Describing new players at Trypanosoma cruzi chromatin by locus-specific chromatin immunoprecipitation

Abstract

At JP1, our group described many chromatin-associated proteins as well as more than 40 histone PTMs differentially expressed in replicate versus non-replicative life forms in Trypanosoma cruzi. Classical eu- and heterochromatin regions are presented at their nucleus and changes dramatically during differentiation from epimastigotes to metacyclics (EàM). Traditionally, these chromatin regions (and some histone PTMs) are associated to transcription regulation. These dataset, however, do not allow the association of a given protein (or a set of) to a specific genomic locus. That would, in turn, increase the comprehensive of chromatin biology possibly describing unpredicted functions of both protein and the genomic context. Recently, cutting-edge methodologies have been developed to recover proteins associated to a given locus. Thus, here we will evaluate the chromatin content of specific regions of T.cruzi genome by using dCas9-Flag (both in vitro and in vivo strategies) guided to target specific genomic regions (namely, TTS, TSS, telomeric regions, replication origins, SL promoter regions; 24S and small-subunit rRNA (RNA Pol I transcripts); tRNA and soRNA regions (RNA Pol III transcripts)).

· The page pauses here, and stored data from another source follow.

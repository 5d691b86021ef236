//! Mood tags attached to journal entries

use serde::{Deserialize, Deserializer, Serialize, Serializer};
use std::fmt;
use std::str::FromStr;

/// Emotional tag chosen by the entry author.
///
/// Stored records may carry a tag this version does not know about; those are
/// kept as `Unrecognized` so they round-trip and count towards no mood.
#[derive(Debug, Clone, PartialEq, Eq, Hash)]
pub enum Mood {
    Positive,
    Neutral,
    Negative,
    Unrecognized(String),
}

impl Mood {
    /// Map a stored tag to a mood without ever failing
    pub fn from_tag(tag: &str) -> Self {
        match tag {
            "positive" => Mood::Positive,
            "neutral" => Mood::Neutral,
            "negative" => Mood::Negative,
            other => Mood::Unrecognized(other.to_string()),
        }
    }

    /// Value used by the mood trend chart
    pub fn trend_value(&self) -> u8 {
        match self {
            Mood::Positive => 3,
            Mood::Neutral => 2,
            Mood::Negative => 1,
            Mood::Unrecognized(_) => 0,
        }
    }

    /// Tag as written to storage
    pub fn as_tag(&self) -> &str {
        match self {
            Mood::Positive => "positive",
            Mood::Neutral => "neutral",
            Mood::Negative => "negative",
            Mood::Unrecognized(tag) => tag,
        }
    }

    /// Single-character marker for calendar output
    pub fn marker(&self) -> char {
        match self {
            Mood::Positive => '+',
            Mood::Neutral => '~',
            Mood::Negative => '-',
            Mood::Unrecognized(_) => '?',
        }
    }

    pub(crate) fn missing() -> Self {
        Mood::Unrecognized(String::new())
    }
}

impl fmt::Display for Mood {
    fn fmt(&self, f: &mut fmt::Formatter<'_>) -> fmt::Result {
        f.write_str(self.as_tag())
    }
}

/// Strict parsing for user input; only the three known moods are accepted.
impl FromStr for Mood {
    type Err = String;

    fn from_str(s: &str) -> Result<Self, Self::Err> {
        match Mood::from_tag(&s.trim().to_lowercase()) {
            Mood::Unrecognized(_) => Err(format!(
                "Invalid mood: '{}'. Valid moods are: positive, neutral, negative",
                s
            )),
            mood => Ok(mood),
        }
    }
}

impl Serialize for Mood {
    fn serialize<S: Serializer>(&self, serializer: S) -> Result<S::Ok, S::Error> {
        serializer.serialize_str(self.as_tag())
    }
}

impl<'de> Deserialize<'de> for Mood {
    fn deserialize<D: Deserializer<'de>>(deserializer: D) -> Result<Self, D::Error> {
        let tag = Option::<String>::deserialize(deserializer)?;
        Ok(tag.map_or_else(Mood::missing, |tag| Mood::from_tag(&tag)))
    }
}

#[cfg(test)]
mod tests {
    use super::*;

    #[test]
    fn test_trend_values() {
        assert_eq!(Mood::Positive.trend_value(), 3);
        assert_eq!(Mood::Neutral.trend_value(), 2);
        assert_eq!(Mood::Negative.trend_value(), 1);
        assert_eq!(Mood::Unrecognized("ecstatic".into()).trend_value(), 0);
    }

    #[test]
    fn test_from_tag_is_case_sensitive() {
        assert_eq!(Mood::from_tag("positive"), Mood::Positive);
        assert_eq!(
            Mood::from_tag("Positive"),
            Mood::Unrecognized("Positive".to_string())
        );
    }

    #[test]
    fn test_from_str_accepts_known_moods() {
        assert_eq!(Mood::from_str("positive").unwrap(), Mood::Positive);
        assert_eq!(Mood::from_str("NEUTRAL").unwrap(), Mood::Neutral);
        assert_eq!(Mood::from_str(" negative ").unwrap(), Mood::Negative);
    }

    #[test]
    fn test_from_str_rejects_unknown() {
        let err = Mood::from_str("meh").unwrap_err();
        assert!(err.contains("Invalid mood"));
    }

    #[test]
    fn test_serde_keeps_unknown_tag() {
        let mood: Mood = serde_json::from_str("\"ecstatic\"").unwrap();
        assert_eq!(mood, Mood::Unrecognized("ecstatic".to_string()));
        assert_eq!(serde_json::to_string(&mood).unwrap(), "\"ecstatic\"");
    }

    #[test]
    fn test_serde_null_is_missing() {
        let mood: Mood = serde_json::from_str("null").unwrap();
        assert_eq!(mood, Mood::missing());
        assert_eq!(mood.trend_value(), 0);
    }

    #[test]
    fn test_serde_rejects_non_string() {
        assert!(serde_json::from_str::<Mood>("3").is_err());
    }
}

The comparison among the associated-chromatin content of each locus, together with the evaluation of (possible) changes during differentiation EàM (and cell cycle) may contribute for a better understanding of factors involved on the establishment and maintenance of gene silencing/activation as well as describe key protein components associated to differentiation/cell cycle. Finally, the role of 1-2 targets will be explored through CRISPR/Cas9 system for generation of knockouts (KO) parasites and tagged proteins.